Decentralization in Mali was implemented with the creation and establishment of local authorities and their governance bodies at three levels – region, circle and commune. One of Mali’s main challenges over the next few years will be to accelerate the process of giving these local authorities greater independence through an effective transfer of powers; financial and human resources; and continued capacity-building for planning, implementation and monitoring and evaluation of development actions at the local level. The Local Authorities Code tasks commune authorities with developing their own social, economic and cultural development programme – that is, planning and scheduling development actions within their area. Despite their autonomy in local development planning, most local authorities are not aware of the leadership role they can play in tackling climate change.

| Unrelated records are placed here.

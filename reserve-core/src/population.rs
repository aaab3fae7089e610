//! Batch edits over the groups of one species: adding and removing records,
//! same-size makeovers, and re-rolling or hand-editing single records.
//!
//! Batch workflows close each unit of work with [`EditSession::checkpoint`],
//! so a session with a save directory has everything up to a failure on
//! disk. Single-record edits leave that to the caller.

use rand::seq::SliceRandom;
use rand::Rng;
use std::collections::HashSet;
use tracing::{debug, info};

use crate::record::{FixedRecord, Gender, RecordView};
use crate::session::EditSession;
use crate::species::{generate_weight_and_score, FieldBounds, GenderSet, RecordKind, SpeciesCatalog, SpeciesConfig};
use crate::value::{TreeParser, Value, ValuePath};
use crate::{EditorSettings, ReserveError, Result};

const ANIMALS: &str = "Animals";

/// Overrides for [`reroll_record`].
#[derive(Debug, Clone, Copy, Default, PartialEq)]
pub struct RollOptions<'a> {
    /// Weight and score range to draw from instead of the kind's own.
    pub bounds: Option<FieldBounds>,
    /// Fur the new visual seed has to produce.
    pub fur: Option<&'a str>,
}

/// A same-size change applied to a batch of records.
#[derive(Debug, Clone, PartialEq, Eq)]
pub enum Makeover {
    /// Re-roll as a Great One, optionally with a given fur.
    GreatOne { fur: Option<String> },
    /// Move weight and score into the diamond band. The look only changes
    /// when a fur is given.
    Diamond { fur: Option<String> },
    /// New visual seed, for a given fur or any fur of the record's kind.
    Fur { fur: Option<String> },
    /// Turn records of the other gender into this one, keeping their weight
    /// percentile and visual seed.
    Gender(Gender),
}

/// How [`modify_record`] picks the visual seed.
#[derive(Debug, Clone, PartialEq, Eq)]
pub enum Look {
    Seed(u32),
    /// Draw a seed for this fur, or for any fur when `None`.
    Fur(Option<String>),
}

/// Explicit field values for [`modify_record`].
#[derive(Debug, Clone, PartialEq)]
pub struct RecordEdit {
    pub gender: Gender,
    pub great_one: bool,
    pub weight: f32,
    pub score: f32,
    pub look: Look,
}

/// Adds `count` records of `gender` to the groups under `groups`, one per
/// group in turn.
///
/// Each new record is a copy of its group's first record with gender,
/// weight, score and visual seed re-rolled. Empty groups are never chosen
/// and groups already holding `settings.max_group_size` records are
/// skipped. Returns how many records were added.
#[allow(clippy::too_many_arguments)]
pub fn add_records<P: TreeParser, R: Rng + ?Sized>(
    session: &mut EditSession<P>,
    settings: &EditorSettings,
    catalog: &SpeciesCatalog,
    species_key: &str,
    groups: &ValuePath,
    count: usize,
    gender: Gender,
    rng: &mut R,
) -> Result<usize> {
    let eligible: Vec<usize> = group_sizes(session, groups)?
        .into_iter()
        .enumerate()
        .filter(|(_, size)| *size > 0)
        .map(|(i, _)| i)
        .collect();
    if eligible.is_empty() {
        return Err(ReserveError::NotFound(format!("no group under {groups} holds a record to copy")));
    }

    let kind = RecordKind::new(gender, false);
    let mut added = 0;
    let mut full = HashSet::new();
    let mut cursor = 0;
    while added < count && full.len() < eligible.len() {
        let group = eligible[cursor % eligible.len()];
        cursor += 1;
        if full.contains(&group) {
            continue;
        }
        let animals = groups.clone().index(group).member(ANIMALS);
        let size = array_len(session, &animals)?;
        if size >= settings.max_group_size {
            info!(group, size, "skipping full group");
            full.insert(group);
            continue;
        }

        let template = session.record(&animals.clone().index(0))?;
        let mut record = roll(&template, catalog, species_key, kind, RollOptions::default(), settings, rng)?;
        record.id = 0;
        session.insert_record(&animals, &record)?;
        session.checkpoint()?;
        added += 1;
        debug!(group, added, count, "added record");
    }

    if added == 0 && count > 0 {
        return Err(ReserveError::Capacity {
            limit: settings.max_group_size,
        });
    }
    info!(species = species_key, added, requested = count, gender = gender.key(), "added records");
    Ok(added)
}

/// Removes up to `count` records of `gender` from the groups under
/// `groups`, one per group in turn.
///
/// Only groups holding at least `settings.min_group_size` records give one
/// up, and a group is never emptied. Returns how many records were removed.
pub fn remove_records<P: TreeParser>(
    session: &mut EditSession<P>,
    settings: &EditorSettings,
    species_key: &str,
    groups: &ValuePath,
    count: usize,
    gender: Gender,
) -> Result<usize> {
    let floor = settings.min_group_size.max(2);
    let eligible: Vec<usize> = group_sizes(session, groups)?
        .into_iter()
        .enumerate()
        .filter(|(_, size)| *size >= floor)
        .map(|(i, _)| i)
        .collect();
    if eligible.is_empty() {
        return Err(ReserveError::NotFound(format!(
            "no group under {groups} holds {floor} or more records"
        )));
    }

    let mut removed = 0;
    let mut skipped = HashSet::new();
    let mut cursor = 0;
    while removed < count && skipped.len() < eligible.len() {
        let group = eligible[cursor % eligible.len()];
        cursor += 1;
        if skipped.contains(&group) {
            continue;
        }
        let animals = groups.clone().index(group).member(ANIMALS);
        let array = session
            .tree()
            .root
            .get(&animals)
            .ok_or_else(|| ReserveError::NotFound(format!("no value at {animals}")))?;
        let size = array.elements().map_or(0, <[Value]>::len);
        if size < floor {
            debug!(group, size, "skipping small group");
            skipped.insert(group);
            continue;
        }
        let Some(victim) = find_victim(array, gender) else {
            debug!(group, gender = gender.key(), "no matching record");
            skipped.insert(group);
            continue;
        };

        session.remove_record(&animals, victim)?;
        session.checkpoint()?;
        removed += 1;
        debug!(group, victim, removed, count, "removed record");
    }

    info!(species = species_key, removed, requested = count, gender = gender.key(), "removed records");
    Ok(removed)
}

/// Index of the first record of `gender` in an array of records.
pub fn find_victim(animals: &Value, gender: Gender) -> Option<usize> {
    animals
        .elements()?
        .iter()
        .position(|node| RecordView::read(node).map_or(false, |r| r.gender == gender))
}

/// Paths of the records under `groups` that satisfy `keep`, in group order.
pub fn eligible_records<P: TreeParser>(
    session: &EditSession<P>,
    groups: &ValuePath,
    mut keep: impl FnMut(&FixedRecord) -> bool,
) -> Result<Vec<ValuePath>> {
    let mut found = Vec::new();
    for (group, size) in group_sizes(session, groups)?.into_iter().enumerate() {
        let animals = groups.clone().index(group).member(ANIMALS);
        for i in 0..size {
            let path = animals.clone().index(i);
            if keep(&session.record(&path)?) {
                found.push(path);
            }
        }
    }
    Ok(found)
}

/// Applies `makeover` to `count` records picked at random from those it
/// suits, and returns their paths.
///
/// Great Ones are never picked. Diamonds are left alone by the diamond and
/// gender makeovers. Every new record is worked out before the first one is
/// written, so a failure leaves the payload untouched.
#[allow(clippy::too_many_arguments)]
pub fn makeover_records<P: TreeParser, R: Rng + ?Sized>(
    session: &mut EditSession<P>,
    settings: &EditorSettings,
    catalog: &SpeciesCatalog,
    species_key: &str,
    groups: &ValuePath,
    makeover: &Makeover,
    count: usize,
    rng: &mut R,
) -> Result<Vec<ValuePath>> {
    let species = species_config(catalog, species_key)?;
    let genders = match makeover {
        Makeover::GreatOne { .. } => species
            .great_one_gender()
            .ok_or_else(|| ReserveError::NotFound(format!("{species_key} has no Great Ones")))?,
        Makeover::Diamond { .. } => species
            .diamond_gender()
            .ok_or_else(|| ReserveError::NotFound(format!("{species_key} has no diamond band")))?,
        Makeover::Fur { .. } => GenderSet::Both,
        Makeover::Gender(Gender::Male) => GenderSet::Female,
        Makeover::Gender(Gender::Female) => GenderSet::Male,
    };
    let keep_diamonds = matches!(makeover, Makeover::GreatOne { .. } | Makeover::Fur { .. });

    let candidates = eligible_records(session, groups, |r| {
        genders.allows(r.gender) && !r.great_one && (keep_diamonds || !species.is_diamond(r.gender, r.score))
    })?;
    if candidates.len() < count {
        return Err(ReserveError::NotFound(format!(
            "only {} records under {groups} suit {makeover:?}, {count} requested",
            candidates.len()
        )));
    }
    let chosen: Vec<ValuePath> = candidates.choose_multiple(rng, count).cloned().collect();

    let mut planned = Vec::with_capacity(chosen.len());
    for path in &chosen {
        let current = session.record(path)?;
        planned.push(made_over(&current, species, catalog, species_key, makeover, settings, rng)?);
    }
    for (path, record) in chosen.iter().zip(&planned) {
        session.rewrite_record(path, record)?;
        debug!(
            path = %path,
            trophy = ?species.trophy_for(record.score, record.great_one),
            "made over record"
        );
    }
    session.checkpoint()?;
    info!(species = species_key, changed = chosen.len(), ?makeover, "made over records");
    Ok(chosen)
}

/// Re-rolls the record at `record_path` as `kind`, keeping its id and map
/// position. The payload size does not change.
#[allow(clippy::too_many_arguments)]
pub fn reroll_record<P: TreeParser, R: Rng + ?Sized>(
    session: &mut EditSession<P>,
    settings: &EditorSettings,
    catalog: &SpeciesCatalog,
    species_key: &str,
    record_path: &ValuePath,
    kind: RecordKind,
    options: RollOptions<'_>,
    rng: &mut R,
) -> Result<FixedRecord> {
    let current = session.record(record_path)?;
    let record = roll(&current, catalog, species_key, kind, options, settings, rng)?;
    session.rewrite_record(record_path, &record)?;
    debug!(path = %record_path, seed = record.visual_seed, "re-rolled record");
    Ok(record)
}

/// Sets the record at `record_path` to the values in `edit`, keeping its
/// id, flag and map position.
pub fn modify_record<P: TreeParser, R: Rng + ?Sized>(
    session: &mut EditSession<P>,
    settings: &EditorSettings,
    catalog: &SpeciesCatalog,
    species_key: &str,
    record_path: &ValuePath,
    edit: &RecordEdit,
    rng: &mut R,
) -> Result<FixedRecord> {
    let current = session.record(record_path)?;
    let visual_seed = match &edit.look {
        Look::Seed(seed) => *seed,
        Look::Fur(fur) => {
            let kind = RecordKind::new(edit.gender, edit.great_one);
            seed_for(catalog, species_key, kind, fur.as_deref(), settings, rng)?
        }
    };
    let record = FixedRecord {
        gender: edit.gender,
        great_one: edit.great_one,
        weight: edit.weight,
        score: edit.score,
        visual_seed,
        ..current
    };
    session.rewrite_record(record_path, &record)?;
    debug!(path = %record_path, seed = visual_seed, "modified record");
    Ok(record)
}

fn roll<R: Rng + ?Sized>(
    template: &FixedRecord,
    catalog: &SpeciesCatalog,
    species_key: &str,
    kind: RecordKind,
    options: RollOptions<'_>,
    settings: &EditorSettings,
    rng: &mut R,
) -> Result<FixedRecord> {
    let bounds = match options.bounds {
        Some(bounds) => bounds,
        None => kind_bounds(catalog, species_key, kind)?,
    };
    let (weight, score) = generate_weight_and_score(&bounds, None, true, rng);
    let visual_seed = seed_for(catalog, species_key, kind, options.fur, settings, rng)?;
    Ok(FixedRecord {
        gender: kind.gender,
        weight,
        score,
        great_one: kind.great_one,
        scripted: false,
        visual_seed,
        ..*template
    })
}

Mali, like other countries in West Africa, has been hit hard by the effects of climate change; addressing these effects is a key component of UNCDF’s commitment in the country. Climate change in Mali is evidenced by, among other effects, (i) an average reduction in annual rainfall of 20%, combined with limited geographic and temporal distribution when it does occur; (ii) increasingly high temperatures; (iii) more frequent periods of drought and flooding; (iv) decreased water levels in the major rivers; (v) marked deterioration in soil quality; and (vi) greater ecosystem fragility. Projected climate scenarios indicate that by 2100, the average temperature in Mail could increase by about 0.2°C per decade and that rainfall could decrease by 10%. A predominantly arid country, less than a quarter of Mali’s land is suitable for cultivation. Land degradation, and the dependence of the country’s farms on rainfall, make Mali extremely vulnerable to random climatic events.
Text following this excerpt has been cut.